▶ **Exercise details**: If a line in the entries contains the word "chrono", list it.

▶ **Entries provided**:
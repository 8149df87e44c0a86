use anyhow::{Context, Result};
use chrono::{DateTime, SecondsFormat, Utc};
use serde::Serialize;
use sha2::{Digest, Sha256};
use std::fs::{self, File};
use std::io::BufWriter;
use std::path::{Path, PathBuf};

/// Filesystem-safe UTC timestamp, e.g. `2025-01-31T09-15-02-417Z`.
#[must_use]
pub fn timestamp_slug(now: DateTime<Utc>) -> String {
    now.to_rfc3339_opts(SecondsFormat::Millis, true)
        .replace([':', '.'], "-")
}

/// Write `outcome` as pretty JSON to `<dir>/<prefix>_<timestamp>.json`.
pub fn save_outcome<T: Serialize>(
    dir: &Path,
    prefix: &str,
    outcome: &T,
    now: DateTime<Utc>,
) -> Result<PathBuf> {
    fs::create_dir_all(dir).with_context(|| format!("creating {}", dir.display()))?;
    let path = dir.join(format!("{prefix}_{}.json", timestamp_slug(now)));
    let file =
        File::create(&path).with_context(|| format!("failed to create {}", path.display()))?;
    serde_json::to_writer_pretty(BufWriter::new(file), outcome)
        .with_context(|| format!("failed to write {}", path.display()))?;
    Ok(path)
}

/// SHA-256 of the serialized value, as lowercase hex.
pub fn fingerprint<T: Serialize + ?Sized>(value: &T) -> Result<String> {
    let bytes = serde_json::to_vec(value).context("serializing sessions for fingerprint")?;
    let digest = Sha256::digest(&bytes);
    Ok(digest.iter().map(|b| format!("{b:02x}")).collect())
}

#[cfg(test)]
mod tests {
    use super::*;
    use chrono::TimeZone;

    fn fixed_time() -> DateTime<Utc> {
        Utc.with_ymd_and_hms(2025, 1, 31, 9, 15, 2).unwrap()
    }

    #[test]
    fn slug_has_no_colons_or_dots() {
        assert_eq!(timestamp_slug(fixed_time()), "2025-01-31T09-15-02-000Z");
    }

    #[test]
    fn save_outcome_writes_pretty_json() {
        let dir = std::env::temp_dir().join(format!("mathrun-persist-{}", std::process::id()));
        let path = save_outcome(&dir, "test_results", &vec![1, 2, 3], fixed_time()).unwrap();
        assert!(
            path.file_name()
                .and_then(|n| n.to_str())
                .is_some_and(|n| n.starts_with("test_results_2025-01-31T09-15-02"))
        );
        let content = fs::read_to_string(path).unwrap();
        assert!(content.contains("\n  1,"));
    }

    #[test]
    fn fingerprint_is_stable_hex() {
        let a = fingerprint(&["a", "b"]).unwrap();
        let b = fingerprint(&["a", "b"]).unwrap();
        assert_eq!(a, b);
        assert_eq!(a.len(), 64);
        assert!(a.chars().all(|c| c.is_ascii_hexdigit()));
        assert_ne!(a, fingerprint(&["b", "a"]).unwrap());
    }
}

▶ **Finished exercise**:
use chrono::{DateTime, SecondsFormat, Utc};
    use chrono::TimeZone;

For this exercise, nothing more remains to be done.